Q: How have light jets changed the nature of doing business in India?

VP: Light jets allow business people to travel to up to 200 destinations in India, while traditional airlines only cover 80 destinations. India is growing at a pace of about 7 percent per year, and a significant part of this growth is in rural areas. But getting there by car or train can take anywhere from seven or eight hours to a few days. With a light jet, you can reach these areas within minutes or at the most an hour and a half. These jets allow executives to reach their locations very easily, making them much more efficient. One can actually go to multiple cities in one day, which is impossible by commercial airline. Last month we carried someone to six cities in one day for meetings.

 

Q: Ashu, your company also has been transformational in its industry. What makes blueFROG different from existing night clubs or recording studios?

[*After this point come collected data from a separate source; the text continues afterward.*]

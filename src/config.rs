//! Configuration types for the cloth solver.

use crate::contact::ContactLaw;
use crate::error::PhysicsError;
use crate::float::Float;
use crate::topology::Stiffness;
use crate::vec::{Vec, Vec3};

/// Constants governing a cloth simulation.
///
/// # Builder Pattern
/// ```
/// use drapery::config::ClothConfig;
/// use drapery::vec::Vec3;
///
/// let config: ClothConfig<Vec3<f32>> = ClothConfig::new()
///     .with_iterations(16)
///     .with_gravity(Vec3::new(0.0, -9.81, 0.0))
///     .with_friction(0.1)
///     .with_stiffness(1.0, 0.6, 0.2);
/// assert!(config.validate().is_ok());
/// ```
#[derive(Clone, Debug, PartialEq)]
#[cfg_attr(feature = "serde", derive(serde::Serialize, serde::Deserialize))]
#[cfg_attr(
    feature = "serde",
    serde(bound(
        serialize = "V: serde::Serialize, V::Scalar: serde::Serialize",
        deserialize = "V: serde::Deserialize<'de>, V::Scalar: serde::Deserialize<'de>"
    ))
)]
pub struct ClothConfig<V: Vec> {
    /// Fixed time increment per step. Default: 1/120 s.
    pub dt: V::Scalar,
    /// Relaxation passes per step. Default: 10.
    pub iterations: usize,
    /// Gravity acceleration vector. Default: (0, -9.8, 0).
    pub gravity: V,
    /// Spring damping coefficient along each constraint. Default: 0.9.
    pub damping: V::Scalar,
    /// Coulomb friction coefficient for sphere contact. Default: 0.05.
    pub friction: V::Scalar,
    /// Distance beyond the sphere surface at which contact starts. Default: 0.02.
    pub contact_margin: V::Scalar,
    /// Per-class constraint stiffness. Default: 1.0 / 0.5 / 0.1.
    pub stiffness: Stiffness<V::Scalar>,
}

impl<V: Vec> ClothConfig<V> {
    /// Create a new config with default values and no gravity.
    ///
    /// Gravity is generic over the vector type; use
    /// [`ClothConfig::default`] on `Vec3` for the standard downward pull.
    pub fn new() -> Self {
        ClothConfig {
            dt: V::Scalar::one() / V::Scalar::from_usize(120),
            iterations: 10,
            gravity: V::zero(),
            damping: V::Scalar::from_f64(0.9),
            friction: V::Scalar::from_f64(0.05),
            contact_margin: V::Scalar::from_f64(0.02),
            stiffness: Stiffness::default(),
        }
    }

    /// Set the fixed time step.
    pub fn with_dt(mut self, dt: V::Scalar) -> Self {
        self.dt = dt;
        self
    }

    /// Set the number of relaxation passes.
    pub fn with_iterations(mut self, iterations: usize) -> Self {
        self.iterations = iterations;
        self
    }

    /// Set the gravity vector.
    pub fn with_gravity(mut self, gravity: V) -> Self {
        self.gravity = gravity;
        self
    }

    /// Set the spring damping coefficient.
    pub fn with_damping(mut self, damping: V::Scalar) -> Self {
        self.damping = damping;
        self
    }

    /// Set the Coulomb friction coefficient.
    pub fn with_friction(mut self, friction: V::Scalar) -> Self {
        self.friction = friction;
        self
    }

    /// Set the contact margin.
    pub fn with_contact_margin(mut self, margin: V::Scalar) -> Self {
        self.contact_margin = margin;
        self
    }

    /// Set structural, shear and bending stiffness.
    pub fn with_stiffness(mut self, structural: V::Scalar, shear: V::Scalar, bending: V::Scalar) -> Self {
        self.stiffness = Stiffness { structural, shear, bending };
        self
    }

    pub(crate) fn contact_law(&self) -> ContactLaw<V::Scalar> {
        ContactLaw { friction: self.friction, margin: self.contact_margin }
    }

    /// Check every value is usable by the solver.
    pub fn validate(&self) -> Result<(), PhysicsError> {
        let zero = V::Scalar::zero();
        let one = V::Scalar::one();
        if !self.dt.is_finite() || self.dt <= zero {
            return Err(PhysicsError::InvalidTimeStep);
        }
        let s = &self.stiffness;
        for k in [s.structural, s.shear, s.bending] {
            if !(k >= zero && k <= one) {
                return Err(PhysicsError::InvalidStiffness);
            }
        }
        let non_negative = |v: V::Scalar| v.is_finite() && v >= zero;
        if !non_negative(self.friction) {
            return Err(PhysicsError::InvalidFriction);
        }
        if !non_negative(self.damping) {
            return Err(PhysicsError::InvalidDamping);
        }
        if !non_negative(self.contact_margin) {
            return Err(PhysicsError::InvalidContactMargin);
        }
        Ok(())
    }
}

impl<F: Float> Default for ClothConfig<Vec3<F>> {
    fn default() -> Self {
        Self::new().with_gravity(Vec3::new(F::zero(), F::from_f64(-9.8), F::zero()))
    }
}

AP: Our focus is on programming, and we do it six days a week in two venues. We also curate music festivals, have a music consultancy business, and have state-of-the-art recording studios, all of which work in a synergistic manner. Apart from this, the fact that it was set up by musicians makes it unlike any other company of its kind.

 

Q: What has its creation meant for artists and music lovers in Mumbai and elsewhere?

AP: The idea popped into my head out of frustration. As a musician who wanted to create and perform independent music (non-Bollywood), there was nothing—no venues to play in, no label to support, and not that many great studios. So the only way out was to create a situation that would enable and empower musicians to follow their dreams and passions. The intention was to be a catalyst in a musical revolution, and I’m proud to say that we have done just that.

 

Q: Both of you have incredibly multifaceted professional lives. What does it take to be successful in careers encompassing such diverse fields?

AP: I guess I enjoy every moment of everything I do, and I never feel like I’m working. I love composing music, and composing for advertising has taught me a lot, as I’m often doing multiple commercials for different products, with different genres of music, in one day. I see blueFROG with its multiple businesses as an extension of this. 

VP: Surround yourself with good people and be constantly curious. When handling diverse fields you cannot be an expert in all areas, so you need really good specialists in each sector whose integrity and domain knowledge is impeccable. You have to have a strong personal and trusting relationship with them that allows for the real truth to flow through to you no matter how good or bad it is. Besides that, a constant desire to learn and curiosity about the details is what keep me going.